O what a lovely starter book for #6Degrees this month, Charles Dickens’ A Christmas Carol tra-la-la-la la, la-la-la!
I love Charles Dickens’ novels. Unlike most people, I didn’t begin with A Christmas Carol or The Pickwick Papers, I began at age ten with A Child’s History of England, set as an eye exercise for me by an ophthalmologist who had specified that I had to read something with small print for 15 minutes every day. My parents had the complete Odhams set in their distinctive red boards with an impossibly small font (size 8 or 9, I think), so that’s what I read!
(This edition also included under the title Christmas Stories, a rather un-Christmassy collection comprising
- The Seven Poor Travellers
- The Holly Tree
- The Wreck of the Golden Mary
- The Perils of Certain English Prisoners
- The Haunted House
- A Message from the Sea
- Tom Tiddler’s Ground
- Somebody’s Luggage
- Mrs Lirriper’s Lodgings and Mrs Lirriper’s Legacy
- Doctor Marigold’s Prescriptions, and
- Mugby Junction.
This collection did not include A Christmas Carol which has its own volume padded out with ‘Reprinted Pieces’.)
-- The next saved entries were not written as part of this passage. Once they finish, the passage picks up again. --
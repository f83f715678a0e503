//! REWIND Event Log
//!
//! Immutable event records, the sequence index used to locate replay
//! targets, and the narrow contracts through which the replay engine reads
//! events from external storage.

#![warn(missing_docs)]
#![warn(clippy::all)]

pub mod event;
pub mod index;
pub mod memory;
pub mod source;
pub mod target;

pub use event::{Event, EventMetadata};
pub use index::{EventIndex, EventIndexEntry, IndexRange};
pub use memory::MemoryLog;
pub use source::{EventSource, IndexSource};
pub use target::{ReplayTarget, TargetBounds};
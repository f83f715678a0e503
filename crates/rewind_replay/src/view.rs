//! Views: the fold functions that turn events into state.

use indexmap::IndexMap;
use rewind_log::{Event, EventMetadata};
use std::fmt;
use std::sync::Arc;

/// A projection folded over one stream's events
///
/// Folds must be pure and deterministic: the same state and event always
/// give the same next state. Replay from a checkpoint relies on this.
pub trait View: Send + Sync {
    /// State produced by the view
    type State: Clone + Send + Sync + 'static;

    /// State before any event has been folded
    fn initial_state(&self) -> Self::State;

    /// Fold one event; `None` means the view does not handle this kind and
    /// the state is left unchanged
    fn fold(&self, state: &Self::State, event: &Event) -> Option<Self::State>;

    /// Name used in logs
    fn name(&self) -> &str {
        std::any::type_name::<Self>()
    }
}

/// One entry of a [`FoldSet`]
pub type FoldFn<S> = Arc<dyn Fn(&S, &Event, &EventMetadata) -> S + Send + Sync>;

/// Lookup table from payload kind to fold function
///
/// Kinds without an entry fold as the identity.
pub struct FoldSet<S> {
    name: String,
    initial: S,
    folds: IndexMap<String, FoldFn<S>>,
}

impl<S: Clone + Send + Sync + 'static> FoldSet<S> {
    /// Create an empty fold set
    #[must_use]
    pub fn new(name: impl Into<String>, initial: S) -> Self {
        Self {
            name: name.into(),
            initial,
            folds: IndexMap::new(),
        }
    }

    /// Register a fold for `kind`, builder style
    #[must_use]
    pub fn on<F>(mut self, kind: impl Into<String>, fold: F) -> Self
    where
        F: Fn(&S, &Event, &EventMetadata) -> S + Send + Sync + 'static,
    {
        self.register(kind, fold);
        self
    }

    /// Register a fold for `kind`, replacing any previous one
    pub fn register<F>(&mut self, kind: impl Into<String>, fold: F)
    where
        F: Fn(&S, &Event, &EventMetadata) -> S + Send + Sync + 'static,
    {
        self.folds.insert(kind.into(), Arc::new(fold));
    }

    /// Whether `kind` has a fold
    #[must_use]
    pub fn handles(&self, kind: &str) -> bool {
        self.folds.contains_key(kind)
    }

    /// Registered kinds, in registration order
    pub fn kinds(&self) -> impl Iterator<Item = &str> {
        self.folds.keys().map(String::as_str)
    }
}

impl<S: Clone + Send + Sync + 'static> View for FoldSet<S> {
    type State = S;

    fn initial_state(&self) -> S {
        self.initial.clone()
    }

    fn fold(&self, state: &S, event: &Event) -> Option<S> {
        self.folds
            .get(event.kind())
            .map(|fold| fold(state, event, &event.metadata))
    }

    fn name(&self) -> &str {
        &self.name
    }
}

impl<S> fmt::Debug for FoldSet<S> {
    fn fmt(&self, f: &mut fmt::Formatter<'_>) -> fmt::Result {
        f.debug_struct("FoldSet")
            .field("name", &self.name)
            .field("kinds", &self.folds.keys().collect::<Vec<_>>())
            .finish()
    }
}
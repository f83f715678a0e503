//! Structural diffs between reconstructed states.
//!
//! States are compared through their JSON form. Objects are compared field
//! by field and arrays position by position; a reordered array shows up as
//! positional `Changed` entries, never as a move. Strings that both parse as
//! RFC 3339 instants are equal when they agree to the millisecond.

use crate::path::{PathPattern, PathSegment, format_path};
use chrono::DateTime;
use rewind_core::CoreResult;
use serde::{Deserialize, Serialize};
use serde_json::{Map, Value};
use std::fmt;

/// Kind of change at a path
#[derive(Debug, Clone, Copy, PartialEq, Eq, Hash, Serialize, Deserialize)]
#[serde(rename_all = "snake_case")]
pub enum ChangeKind {
    /// Present only in the after state
    Added,
    /// Present only in the before state
    Removed,
    /// Present in both with different values
    Changed,
}

impl ChangeKind {
    /// The kind seen from the other side
    #[must_use]
    pub const fn inverted(self) -> Self {
        match self {
            Self::Added => Self::Removed,
            Self::Removed => Self::Added,
            Self::Changed => Self::Changed,
        }
    }

    const fn sigil(self) -> char {
        match self {
            Self::Added => '+',
            Self::Removed => '-',
            Self::Changed => '~',
        }
    }
}

/// One difference
#[derive(Debug, Clone, PartialEq, Serialize, Deserialize)]
pub struct DiffEntry {
    /// Location in the state; empty for the root
    pub path: Vec<PathSegment>,
    /// Kind of change
    pub kind: ChangeKind,
    /// Value in the before state
    pub before: Option<Value>,
    /// Value in the after state
    pub after: Option<Value>,
}

impl DiffEntry {
    /// Path in text form
    #[must_use]
    pub fn path_string(&self) -> String {
        format_path(&self.path)
    }

    /// The same change seen from the other side
    #[must_use]
    pub fn inverted(&self) -> Self {
        Self {
            path: self.path.clone(),
            kind: self.kind.inverted(),
            before: self.after.clone(),
            after: self.before.clone(),
        }
    }
}

impl fmt::Display for DiffEntry {
    fn fmt(&self, f: &mut fmt::Formatter<'_>) -> fmt::Result {
        let path = if self.path.is_empty() {
            "<root>".to_string()
        } else {
            self.path_string()
        };
        write!(f, "{} {}", self.kind.sigil(), path)?;
        match (&self.before, &self.after) {
            (Some(before), Some(after)) => write!(f, ": {before} -> {after}"),
            (Some(value), None) | (None, Some(value)) => write!(f, ": {value}"),
            (None, None) => Ok(()),
        }
    }
}

/// Counts per change kind
#[derive(Debug, Clone, Copy, Default, PartialEq, Eq, Serialize, Deserialize)]
pub struct DiffSummary {
    /// `Added` entries
    pub added: usize,
    /// `Removed` entries
    pub removed: usize,
    /// `Changed` entries
    pub changed: usize,
}

/// Ordered list of differences between two states
///
/// Entries follow the document order of the after state, with removals
/// placed after the surviving fields of their parent in before-state order.
/// Each path appears at most once.
#[derive(Debug, Clone, Default, PartialEq, Serialize, Deserialize)]
#[serde(transparent)]
pub struct StateDiff {
    entries: Vec<DiffEntry>,
}

impl StateDiff {
    /// Whether the states were structurally equal
    #[must_use]
    pub fn is_empty(&self) -> bool {
        self.entries.is_empty()
    }

    /// Number of entries
    #[must_use]
    pub fn len(&self) -> usize {
        self.entries.len()
    }

    /// All entries in order
    #[must_use]
    pub fn entries(&self) -> &[DiffEntry] {
        &self.entries
    }

    /// Iterate entries in order
    pub fn iter(&self) -> std::slice::Iter<'_, DiffEntry> {
        self.entries.iter()
    }

    /// Entry at exactly `path`
    #[must_use]
    pub fn get(&self, path: &[PathSegment]) -> Option<&DiffEntry> {
        self.entries.iter().find(|entry| entry.path == path)
    }

    /// Swap the sides of every entry; entry order is kept
    #[must_use]
    pub fn inverted(&self) -> Self {
        Self {
            entries: self.entries.iter().map(DiffEntry::inverted).collect(),
        }
    }

    /// Count entries by kind
    #[must_use]
    pub fn summary(&self) -> DiffSummary {
        self.entries
            .iter()
            .fold(DiffSummary::default(), |mut summary, entry| {
                match entry.kind {
                    ChangeKind::Added => summary.added += 1,
                    ChangeKind::Removed => summary.removed += 1,
                    ChangeKind::Changed => summary.changed += 1,
                }
                summary
            })
    }
}

impl fmt::Display for StateDiff {
    fn fmt(&self, f: &mut fmt::Formatter<'_>) -> fmt::Result {
        for entry in &self.entries {
            writeln!(f, "{entry}")?;
        }
        Ok(())
    }
}

impl IntoIterator for StateDiff {
    type Item = DiffEntry;
    type IntoIter = std::vec::IntoIter<DiffEntry>;

    fn into_iter(self) -> Self::IntoIter {
        self.entries.into_iter()
    }
}

impl<'a> IntoIterator for &'a StateDiff {
    type Item = &'a DiffEntry;
    type IntoIter = std::slice::Iter<'a, DiffEntry>;

    fn into_iter(self) -> Self::IntoIter {
        self.entries.iter()
    }
}

/// Diff options
#[derive(Debug, Clone, Default, PartialEq, Eq, Serialize, Deserialize)]
#[serde(default)]
pub struct DiffOptions {
    /// Subtrees never visited
    pub ignore_paths: Vec<PathPattern>,
    /// Depth past which an unequal subtree is reported as one `Changed`
    pub max_depth: Option<usize>,
}

impl DiffOptions {
    /// Skip subtrees matching `pattern`
    #[must_use]
    pub fn ignore(mut self, pattern: PathPattern) -> Self {
        self.ignore_paths.push(pattern);
        self
    }

    /// Stop descending at `depth`
    #[must_use]
    pub const fn with_max_depth(mut self, depth: usize) -> Self {
        self.max_depth = Some(depth);
        self
    }
}

/// Computes [`StateDiff`]s under fixed options
#[derive(Debug, Clone, Default)]
pub struct DiffEngine {
    options: DiffOptions,
}

impl DiffEngine {
    /// Create an engine
    #[must_use]
    pub fn new(options: DiffOptions) -> Self {
        Self { options }
    }

    /// Active options
    #[must_use]
    pub fn options(&self) -> &DiffOptions {
        &self.options
    }

    /// Diff two states through their JSON form
    ///
    /// # Errors
    ///
    /// Returns `Encoding` if either state cannot be serialized
    pub fn diff<S: Serialize + ?Sized>(&self, before: &S, after: &S) -> CoreResult<StateDiff> {
        let before = serde_json::to_value(before)?;
        let after = serde_json::to_value(after)?;
        Ok(self.diff_values(&before, &after))
    }

    /// Diff two JSON values
    #[must_use]
    pub fn diff_values(&self, before: &Value, after: &Value) -> StateDiff {
        let mut walk = Walk {
            options: &self.options,
            path: Vec::new(),
            entries: Vec::new(),
        };
        walk.compare(before, after);
        StateDiff {
            entries: walk.entries,
        }
    }
}

/// Diff two JSON values
#[must_use]
pub fn diff(before: &Value, after: &Value, options: &DiffOptions) -> StateDiff {
    DiffEngine::new(options.clone()).diff_values(before, after)
}

struct Walk<'a> {
    options: &'a DiffOptions,
    path: Vec<PathSegment>,
    entries: Vec<DiffEntry>,
}

impl Walk<'_> {
    fn ignored(&self) -> bool {
        self.options
            .ignore_paths
            .iter()
            .any(|pattern| pattern.matches(&self.path))
    }

    fn at_depth_limit(&self) -> bool {
        self.options
            .max_depth
            .is_some_and(|max| self.path.len() >= max)
    }

    fn record(&mut self, kind: ChangeKind, before: Option<&Value>, after: Option<&Value>) {
        self.entries.push(DiffEntry {
            path: self.path.clone(),
            kind,
            before: before.cloned(),
            after: after.cloned(),
        });
    }

    fn compare(&mut self, before: &Value, after: &Value) {
        if self.ignored() {
            return;
        }
        match (before, after) {
            (Value::Object(b), Value::Object(a)) if !self.at_depth_limit() => {
                self.compare_objects(b, a);
            }
            (Value::Array(b), Value::Array(a)) if !self.at_depth_limit() => {
                self.compare_arrays(b, a);
            }
            _ => {
                if !self.equivalent(before, after) {
                    self.record(ChangeKind::Changed, Some(before), Some(after));
                }
            }
        }
    }

    fn compare_objects(&mut self, before: &Map<String, Value>, after: &Map<String, Value>) {
        for (key, a) in after {
            self.path.push(PathSegment::Key(key.clone()));
            match before.get(key) {
                Some(b) => self.compare(b, a),
                None => self.one_sided(ChangeKind::Added, a),
            }
            self.path.pop();
        }
        for (key, b) in before {
            if !after.contains_key(key) {
                self.path.push(PathSegment::Key(key.clone()));
                self.one_sided(ChangeKind::Removed, b);
                self.path.pop();
            }
        }
    }

    fn compare_arrays(&mut self, before: &[Value], after: &[Value]) {
        for i in 0..before.len().max(after.len()) {
            self.path.push(PathSegment::Index(i));
            match (before.get(i), after.get(i)) {
                (Some(b), Some(a)) => self.compare(b, a),
                (None, Some(a)) => self.one_sided(ChangeKind::Added, a),
                (Some(b), None) => self.one_sided(ChangeKind::Removed, b),
                (None, None) => {}
            }
            self.path.pop();
        }
    }

    fn one_sided(&mut self, kind: ChangeKind, value: &Value) {
        if self.ignored() {
            return;
        }
        match kind {
            ChangeKind::Added => self.record(kind, None, Some(value)),
            _ => self.record(kind, Some(value), None),
        }
    }

    /// Equality under the diff rules, honouring ignored paths below the
    /// current one
    fn equivalent(&mut self, before: &Value, after: &Value) -> bool {
        if self.ignored() {
            return true;
        }
        match (before, after) {
            (Value::Object(b), Value::Object(a)) => {
                let keys_match = a.keys().chain(b.keys()).all(|key| {
                    (a.contains_key(key) && b.contains_key(key)) || {
                        self.path.push(PathSegment::Key(key.clone()));
                        let ignored = self.ignored();
                        self.path.pop();
                        ignored
                    }
                });
                keys_match
                    && a.iter().all(|(key, av)| match b.get(key) {
                        Some(bv) => {
                            self.path.push(PathSegment::Key(key.clone()));
                            let same = self.equivalent(bv, av);
                            self.path.pop();
                            same
                        }
                        None => true,
                    })
            }
            (Value::Array(b), Value::Array(a)) => (0..b.len().max(a.len())).all(|i| {
                self.path.push(PathSegment::Index(i));
                let same = match (b.get(i), a.get(i)) {
                    (Some(bv), Some(av)) => self.equivalent(bv, av),
                    _ => self.ignored(),
                };
                self.path.pop();
                same
            }),
            _ => scalars_equal(before, after),
        }
    }
}

fn scalars_equal(before: &Value, after: &Value) -> bool {
    match (before, after) {
        (Value::Number(b), Value::Number(a)) if b.is_f64() || a.is_f64() => {
            b.as_f64() == a.as_f64()
        }
        (Value::String(b), Value::String(a)) if b != a => instants_equal(b, a),
        _ => before == after,
    }
}

fn instants_equal(before: &str, after: &str) -> bool {
    match (
        DateTime::parse_from_rfc3339(before),
        DateTime::parse_from_rfc3339(after),
    ) {
        (Ok(b), Ok(a)) => b.timestamp_millis() == a.timestamp_millis(),
        _ => false,
    }
}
Anyway I went on to read all 14 titles of the Dickens we had, —culminating in the final year of my B.A. with choosing Dickens as the author for my major essay, which meant I read them all twice over that year. Once over the Christmas holidays beforehand, then steadily during the year as well. That was a marathon… comparable with my marathon reading of James Joyce’s Finnegans Wake last year, which I read, chapter-by-chapter, recording my (mis)adventures over 19 posts, beginning in March and finishing in December. It is the longest time I have ever taken to read just one book. (And no, I don’t pretend to understand it, and feel deeply suspicious of anyone who claims to do so).
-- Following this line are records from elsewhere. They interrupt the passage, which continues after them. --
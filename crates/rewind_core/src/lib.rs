//! REWIND Core Types
//!
//! This crate contains pure types and logic with no I/O.
//! All types are serializable with stable, cross-platform encoding.

#![warn(missing_docs)]
#![warn(clippy::all)]

pub mod cancel;
pub mod coord;
pub mod error;
pub mod hash;
pub mod id;

// Re-exports
pub use cancel::{CancellationToken, check_cancelled, is_cancelled};
pub use coord::{LogOffset, Seq};
pub use error::{CoreError, CoreResult};
pub use hash::{Hash, HashError};
pub use id::StreamId;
Of course, I read other things while reading FW because a book like that needs to be balanced by other less demanding reading. I’m having the same issue with my current book which is the 1000 page trilogy Kristin Lavransdatter, set in fourteenth-century Norway, by Nobel laureate Sigrid Undset. I have just finished Book Two (phew!) and am surviving because I’m reading other things as well. I’ve just finished Pip Smith’s Voss-shortlisted Half Wild (my review on its way is here).
Now, I don’t want to misrepresent Half Wild as being about a transgender person because it’s about more than that, but it is one of the growing number of books which either explore gender identity or include LGBTQIA identity in the characterisation. So I have included Half Wild amongst my Gay/Lit LGBTQIA books category, where its closest relation is Virginia Woolf’s Orlando. That was written from an entirely different angle, but Pip Smith explores some of the same ideas about gender discrimination in Orlando in her novel, when —in an altogether different place and time—her character finds that a man can earn a living wage while a woman can’t.
That reminds me of Mr Hogarth’s Will (1865)by Catherine Helen Spence. It’s a brilliant novel which exposed with heart-breaking clarity how even when women were educated to take their place among men in satisfying, appropriately paid employment, there were numerous other barriers to prevent it. That will certainly be among my best books of 2018 because I am always talking about it, whenever I get the chance.
So that’s my #6Degrees: from one 19th century story with a moral to another!
Thanks to Kate at Books are my Favourite and Best for hosting, and to Sue at Whispering Gums for the reminder!
Image credit: A Christmas Carol by Charles Dickens, Photographer: Heritage Auctions, Inc. Dallas, Texas – http://historical.ha.com/common/view_item.php?Sale_No=683&Lot_No=57424&type=&ic=, Public Domain, https://commons.wikimedia.org/w/index.php?curid=4581655
An intriguing chain Lisa – and one that reminds me that I really should read the Spence.
Interestingly A Christmas Carol was about my third Dickens. My first, Great expectations put me off him for a while, though my second, A tale of two cities, recovered the situation. It took me three goes, though, and as many decades to finally like Great expectations. Now, I think it’s a great book.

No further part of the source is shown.